Current therapy for human immunodeficiency virus (HIV-1) infection relies primarily on the administration of anti-retroviral nucleoside analogues, either alone or in combination with HIV-protease inhibitors. Although these drugs have a clinical benefit, continuous therapy with the drugs leads to drug-resistant strains of the virus. Recently, significant progress has been made towards the development of natural and synthetic agents that can directly inhibit HIV-1 replication or its essential enzymes. We previously reported on the pharmacological cyclin-dependent kinase inhibitor (PCI) r-roscovitine as a potential inhibitor of HIV-1 replication. PCIs are among the most promising novel antiviral agents to emerge over the past few years.
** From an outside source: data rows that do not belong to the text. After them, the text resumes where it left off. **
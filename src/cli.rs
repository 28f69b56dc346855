// src/cli.rs

//! CLI argument parsing using `clap`.
//!
//! NOTE: this expects `clap` to be built with the `derive` feature, e.g.:
//! `clap = { version = "4.5", features = ["derive"] }` in `Cargo.toml`.

use std::path::PathBuf;

use clap::Parser;

use crate::config::DEFAULT_CONFIG_FILE;

/// Command-line arguments for `plexmon`.
#[derive(Debug, Clone, Parser)]
#[command(
    name = "plexmon",
    version,
    about = "Watch Plex library directories and trigger partial scans on change.",
    long_about = None
)]
pub struct CliArgs {
    /// Path to the configuration file.
    #[arg(short = 'c', long = "config", value_name = "PATH", default_value = DEFAULT_CONFIG_FILE)]
    pub config: PathBuf,

    /// Verbose mode: raise the log level to debug.
    #[arg(short = 'v', long = "verbose")]
    pub verbose: bool,

    /// Run as a daemon (double fork, detach from the terminal, log to the
    /// configured log file).
    #[arg(short = 'd', long = "daemon")]
    pub daemon: bool,

    /// Override the startup connection timeout in seconds.
    #[arg(short = 't', long = "startup-timeout", value_name = "SECONDS")]
    pub startup_timeout: Option<u64>,
}

/// Convenience wrapper around `CliArgs::parse()`.
pub fn parse() -> CliArgs {
    CliArgs::parse()
}
use std::error::Error;
use std::fs;
use std::path::PathBuf;
use std::thread::sleep;
use std::time::Duration;

use plexmon::cache::{DirCache, StructureCache};
use tempfile::TempDir;

type TestResult = std::result::Result<(), Box<dyn Error>>;

/// The cache compares whole-second mtimes; mutations inside the same second
/// as the previous refresh are only caught by the next mtime tick.
fn cross_mtime_boundary() {
    sleep(Duration::from_millis(1100));
}

#[test]
fn first_refresh_reports_every_subdirectory_as_added() -> TestResult {
    let tmp = TempDir::new()?;
    fs::create_dir(tmp.path().join("Movies"))?;
    fs::create_dir(tmp.path().join("TV"))?;
    fs::write(tmp.path().join("notes.txt"), "not a directory")?;

    let mut cache = DirCache::new();
    let outcome = cache.refresh(tmp.path())?;

    assert!(outcome.changed);
    let mut added = outcome.added.clone();
    added.sort();
    assert_eq!(
        added,
        vec![tmp.path().join("Movies"), tmp.path().join("TV")]
    );
    assert!(outcome.removed.is_empty());

    Ok(())
}

#[test]
fn refresh_is_idempotent_without_filesystem_changes() -> TestResult {
    let tmp = TempDir::new()?;
    fs::create_dir(tmp.path().join("Movies"))?;

    let mut cache = DirCache::new();
    cache.refresh(tmp.path())?;
    let before: Vec<PathBuf> = {
        let mut v: Vec<_> = cache.subdirs(tmp.path()).unwrap().iter().cloned().collect();
        v.sort();
        v
    };

    let outcome = cache.refresh(tmp.path())?;
    assert!(!outcome.changed);
    assert!(outcome.added.is_empty());
    assert!(outcome.removed.is_empty());

    let after: Vec<PathBuf> = {
        let mut v: Vec<_> = cache.subdirs(tmp.path()).unwrap().iter().cloned().collect();
        v.sort();
        v
    };
    assert_eq!(before, after);

    Ok(())
}

#[test]
fn detects_added_and_removed_subdirectories() -> TestResult {
    let tmp = TempDir::new()?;
    fs::create_dir(tmp.path().join("Old"))?;

    let mut cache = DirCache::new();
    cache.refresh(tmp.path())?;

    cross_mtime_boundary();
    fs::remove_dir(tmp.path().join("Old"))?;
    fs::create_dir(tmp.path().join("NewShow"))?;

    let outcome = cache.refresh(tmp.path())?;
    assert!(outcome.changed);
    assert_eq!(outcome.added, vec![tmp.path().join("NewShow")]);
    assert_eq!(outcome.removed, vec![tmp.path().join("Old")]);

    let subdirs = cache.subdirs(tmp.path()).unwrap();
    assert!(subdirs.contains(&tmp.path().join("NewShow")));
    assert!(!subdirs.contains(&tmp.path().join("Old")));

    Ok(())
}

#[test]
fn symlinks_are_skipped_not_followed() -> TestResult {
    let tmp = TempDir::new()?;
    let elsewhere = TempDir::new()?;
    fs::create_dir(tmp.path().join("Movies"))?;
    std::os::unix::fs::symlink(elsewhere.path(), tmp.path().join("link"))?;

    let mut cache = DirCache::new();
    let outcome = cache.refresh(tmp.path())?;

    assert_eq!(outcome.added, vec![tmp.path().join("Movies")]);
    let subdirs = cache.subdirs(tmp.path()).unwrap();
    assert!(!subdirs.contains(&tmp.path().join("link")));

    Ok(())
}

#[test]
fn files_never_enter_the_subdirectory_set() -> TestResult {
    let tmp = TempDir::new()?;
    fs::write(tmp.path().join("movie.mkv"), b"")?;
    fs::write(tmp.path().join("cover.jpg"), b"")?;

    let mut cache = DirCache::new();
    let outcome = cache.refresh(tmp.path())?;

    // A directory holding only files validates with an empty set; the
    // refresh itself still counts as the first observation.
    assert!(outcome.added.is_empty());
    assert!(cache.subdirs(tmp.path()).unwrap().is_empty());

    Ok(())
}

#[test]
fn failed_refresh_leaves_the_entry_untouched() -> TestResult {
    let tmp = TempDir::new()?;
    let root = tmp.path().join("lib");
    fs::create_dir(&root)?;
    fs::create_dir(root.join("Movies"))?;

    let mut cache = DirCache::new();
    cache.refresh(&root)?;

    fs::remove_dir_all(&root)?;

    assert!(cache.refresh(&root).is_err());
    // The last validated observation is still served.
    let subdirs = cache.subdirs(&root).unwrap();
    assert!(subdirs.contains(&root.join("Movies")));

    Ok(())
}

#[test]
fn unknown_path_has_no_cached_subdirs() -> TestResult {
    let cache = DirCache::new();
    assert!(cache.subdirs(std::path::Path::new("/no/such/path")).is_none());
    Ok(())
}
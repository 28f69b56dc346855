// src/logging.rs

//! Logging setup for `plexmon` using `tracing` + `tracing-subscriber`.
//!
//! Priority for determining the log level:
//! 1. `PLEXMON_LOG` environment variable (e.g. "info", "debug")
//! 2. `-v` on the command line (forces debug)
//! 3. `log_level` from the configuration file
//! 4. default to `info`
//!
//! Destination follows the run mode: stdout in the foreground, the
//! configured log file through a non-blocking appender when daemonized. The
//! returned guard must be held for the lifetime of the process so buffered
//! lines are flushed on exit.

use std::path::Path;

use tracing_appender::non_blocking::WorkerGuard;
use tracing_subscriber::fmt;

use crate::config::{Config, LogLevel};
use crate::errors::Result;

/// Initialise the global logging subscriber.
///
/// Safe to call once at startup, after daemonization (the appender spawns a
/// worker thread, which would not survive a fork).
pub fn init(config: &Config) -> Result<Option<WorkerGuard>> {
    let level = std::env::var("PLEXMON_LOG")
        .ok()
        .and_then(|s| parse_level_str(&s))
        .unwrap_or(if config.verbose {
            tracing::Level::DEBUG
        } else {
            match config.log_level {
                LogLevel::Info => tracing::Level::INFO,
                LogLevel::Debug => tracing::Level::DEBUG,
            }
        });

    if !config.daemonize {
        fmt()
            .with_max_level(level)
            .with_target(true)
            .init();
        return Ok(None);
    }

    let dir = config.log_file.parent().unwrap_or_else(|| Path::new("."));
    let file_name = config
        .log_file
        .file_name()
        .map(|name| name.to_os_string())
        .unwrap_or_else(|| "plexmon.log".into());

    let appender = tracing_appender::rolling::never(dir, file_name);
    let (writer, guard) = tracing_appender::non_blocking(appender);

    fmt()
        .with_max_level(level)
        .with_target(true)
        .with_ansi(false)
        .with_writer(writer)
        .init();

    Ok(Some(guard))
}

fn parse_level_str(s: &str) -> Option<tracing::Level> {
    match s.trim().to_lowercase().as_str() {
        "error" => Some(tracing::Level::ERROR),
        "warn" | "warning" => Some(tracing::Level::WARN),
        "info" => Some(tracing::Level::INFO),
        "debug" => Some(tracing::Level::DEBUG),
        "trace" => Some(tracing::Level::TRACE),
        _ => None,
    }
}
Potent activity on viral replication combined with proliferation inhibition without the emergence of resistant viruses, which are normally observed in HAART patients; make PCIs ideal candidates for HIV-1 inhibition. To this end we evaluated twenty four cdk inhibitors for their effect on HIV-1 replication in vitro. Screening of these compounds identified alsterpaullone as the most potent inhibitor of HIV-1 with activity at 150 nM. We found that alsterpaullone effectively inhibits cdk2 activity in HIV-1 infected cells with a low IC50 compared to control uninfected cells. The effects of alsterpaullone were associated with suppression of cdk2 and cyclin expression. Combining both alsterpaullone and r-roscovitine (cyc202) in treatment exhibited even stronger inhibitory activities in HIV-1 infected PBMCs.